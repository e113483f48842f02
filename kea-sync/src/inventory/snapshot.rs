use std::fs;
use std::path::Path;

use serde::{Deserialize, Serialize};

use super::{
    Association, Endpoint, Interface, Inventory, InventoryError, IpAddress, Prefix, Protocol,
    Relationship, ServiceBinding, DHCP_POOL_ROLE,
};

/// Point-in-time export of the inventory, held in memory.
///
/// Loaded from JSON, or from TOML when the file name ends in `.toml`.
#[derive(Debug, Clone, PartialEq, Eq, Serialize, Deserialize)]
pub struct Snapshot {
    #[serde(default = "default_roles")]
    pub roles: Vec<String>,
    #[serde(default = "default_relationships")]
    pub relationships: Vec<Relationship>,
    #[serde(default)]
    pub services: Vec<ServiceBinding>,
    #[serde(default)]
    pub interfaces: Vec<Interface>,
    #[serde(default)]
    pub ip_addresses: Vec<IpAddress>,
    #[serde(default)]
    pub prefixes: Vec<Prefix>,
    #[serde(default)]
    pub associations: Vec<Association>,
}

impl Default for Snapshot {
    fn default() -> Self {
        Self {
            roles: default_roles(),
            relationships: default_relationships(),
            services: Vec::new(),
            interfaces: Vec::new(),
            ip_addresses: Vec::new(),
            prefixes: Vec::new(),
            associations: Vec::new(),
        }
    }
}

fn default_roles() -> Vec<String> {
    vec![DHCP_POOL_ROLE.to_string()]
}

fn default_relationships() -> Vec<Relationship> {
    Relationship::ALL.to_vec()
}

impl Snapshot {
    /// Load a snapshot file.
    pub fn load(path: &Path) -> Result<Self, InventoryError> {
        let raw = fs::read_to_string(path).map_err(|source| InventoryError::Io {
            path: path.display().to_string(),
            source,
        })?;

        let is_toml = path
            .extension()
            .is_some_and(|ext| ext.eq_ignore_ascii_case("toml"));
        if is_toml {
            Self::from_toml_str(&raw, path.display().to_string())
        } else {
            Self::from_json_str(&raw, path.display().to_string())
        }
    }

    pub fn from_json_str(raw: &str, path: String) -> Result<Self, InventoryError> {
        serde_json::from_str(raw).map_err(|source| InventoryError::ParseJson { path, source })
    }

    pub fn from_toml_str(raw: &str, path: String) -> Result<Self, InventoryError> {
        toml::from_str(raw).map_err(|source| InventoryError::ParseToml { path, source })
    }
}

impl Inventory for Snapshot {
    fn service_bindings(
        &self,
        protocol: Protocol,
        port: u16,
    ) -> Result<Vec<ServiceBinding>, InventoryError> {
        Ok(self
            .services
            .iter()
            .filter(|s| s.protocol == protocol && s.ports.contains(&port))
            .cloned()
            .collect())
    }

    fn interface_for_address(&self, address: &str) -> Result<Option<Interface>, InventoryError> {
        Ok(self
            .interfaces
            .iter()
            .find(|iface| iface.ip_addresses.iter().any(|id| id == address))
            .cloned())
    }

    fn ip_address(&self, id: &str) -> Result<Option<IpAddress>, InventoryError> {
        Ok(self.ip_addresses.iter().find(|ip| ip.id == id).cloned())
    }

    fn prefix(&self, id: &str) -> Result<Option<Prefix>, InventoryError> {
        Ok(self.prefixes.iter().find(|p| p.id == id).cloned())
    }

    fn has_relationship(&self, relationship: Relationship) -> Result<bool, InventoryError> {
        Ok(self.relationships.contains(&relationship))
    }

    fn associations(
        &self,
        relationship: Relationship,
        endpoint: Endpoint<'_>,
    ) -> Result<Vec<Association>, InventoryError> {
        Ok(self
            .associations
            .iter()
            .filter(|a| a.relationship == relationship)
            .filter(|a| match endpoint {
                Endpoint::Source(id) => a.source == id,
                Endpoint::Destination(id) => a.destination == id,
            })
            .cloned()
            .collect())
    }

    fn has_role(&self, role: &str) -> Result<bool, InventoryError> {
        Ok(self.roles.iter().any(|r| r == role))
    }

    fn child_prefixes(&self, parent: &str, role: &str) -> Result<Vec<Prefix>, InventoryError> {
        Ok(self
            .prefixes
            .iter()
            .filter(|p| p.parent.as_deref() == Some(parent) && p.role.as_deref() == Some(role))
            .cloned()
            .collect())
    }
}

==

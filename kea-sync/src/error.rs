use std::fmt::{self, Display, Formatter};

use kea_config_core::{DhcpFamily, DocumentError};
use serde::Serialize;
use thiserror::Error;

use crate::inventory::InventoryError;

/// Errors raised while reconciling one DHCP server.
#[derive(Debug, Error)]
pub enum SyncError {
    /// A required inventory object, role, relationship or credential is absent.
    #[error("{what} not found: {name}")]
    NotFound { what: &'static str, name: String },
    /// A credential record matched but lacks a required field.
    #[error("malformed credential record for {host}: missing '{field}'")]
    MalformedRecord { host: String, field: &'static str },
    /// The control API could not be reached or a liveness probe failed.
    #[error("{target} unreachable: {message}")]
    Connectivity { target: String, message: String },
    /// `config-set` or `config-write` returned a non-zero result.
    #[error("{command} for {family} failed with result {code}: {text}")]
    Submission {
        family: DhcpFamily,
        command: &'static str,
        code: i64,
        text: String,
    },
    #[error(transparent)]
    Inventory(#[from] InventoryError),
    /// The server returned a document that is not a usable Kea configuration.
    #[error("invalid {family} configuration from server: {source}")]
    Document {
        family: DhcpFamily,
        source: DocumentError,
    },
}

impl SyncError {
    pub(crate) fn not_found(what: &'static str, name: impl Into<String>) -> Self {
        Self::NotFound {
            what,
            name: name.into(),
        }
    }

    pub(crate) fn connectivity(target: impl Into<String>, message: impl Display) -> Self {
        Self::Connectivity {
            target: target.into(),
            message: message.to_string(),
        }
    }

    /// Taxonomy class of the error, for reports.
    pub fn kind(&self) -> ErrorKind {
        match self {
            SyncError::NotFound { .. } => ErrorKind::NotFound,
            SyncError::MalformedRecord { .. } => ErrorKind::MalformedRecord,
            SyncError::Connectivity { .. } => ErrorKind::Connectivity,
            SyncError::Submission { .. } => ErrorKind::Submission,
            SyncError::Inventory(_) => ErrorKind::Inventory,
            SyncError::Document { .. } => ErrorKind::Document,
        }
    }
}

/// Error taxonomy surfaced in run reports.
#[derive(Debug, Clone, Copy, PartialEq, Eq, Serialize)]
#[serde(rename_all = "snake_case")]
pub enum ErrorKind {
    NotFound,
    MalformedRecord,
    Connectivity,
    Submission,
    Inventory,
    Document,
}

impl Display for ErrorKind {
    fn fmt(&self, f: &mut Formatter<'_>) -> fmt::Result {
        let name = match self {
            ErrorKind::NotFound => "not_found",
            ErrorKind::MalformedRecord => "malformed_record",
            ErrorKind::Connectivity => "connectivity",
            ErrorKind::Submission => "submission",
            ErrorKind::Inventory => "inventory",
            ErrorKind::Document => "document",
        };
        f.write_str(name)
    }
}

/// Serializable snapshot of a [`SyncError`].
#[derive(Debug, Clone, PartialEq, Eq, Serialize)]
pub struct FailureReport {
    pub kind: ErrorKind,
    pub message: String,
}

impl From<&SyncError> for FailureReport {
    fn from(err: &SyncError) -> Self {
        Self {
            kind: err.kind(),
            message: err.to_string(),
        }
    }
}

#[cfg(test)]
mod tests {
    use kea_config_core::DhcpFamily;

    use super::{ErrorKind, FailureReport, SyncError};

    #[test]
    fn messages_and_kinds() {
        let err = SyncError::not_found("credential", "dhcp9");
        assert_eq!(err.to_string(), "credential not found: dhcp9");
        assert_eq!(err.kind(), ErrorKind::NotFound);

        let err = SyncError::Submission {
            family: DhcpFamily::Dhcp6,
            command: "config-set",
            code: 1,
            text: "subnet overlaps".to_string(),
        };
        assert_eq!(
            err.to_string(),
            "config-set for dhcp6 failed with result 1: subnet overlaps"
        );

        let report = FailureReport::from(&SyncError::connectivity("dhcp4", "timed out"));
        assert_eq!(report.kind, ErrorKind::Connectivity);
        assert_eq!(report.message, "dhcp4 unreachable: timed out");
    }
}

## Work order
Show, from the listing above, each line that contains the word "static".

## Response for this exercise
    NotFound { what: &'static str, name: String },
    MalformedRecord { host: String, field: &'static str },
        command: &'static str,
    pub(crate) fn not_found(what: &'static str, name: impl Into<String>) -> Self {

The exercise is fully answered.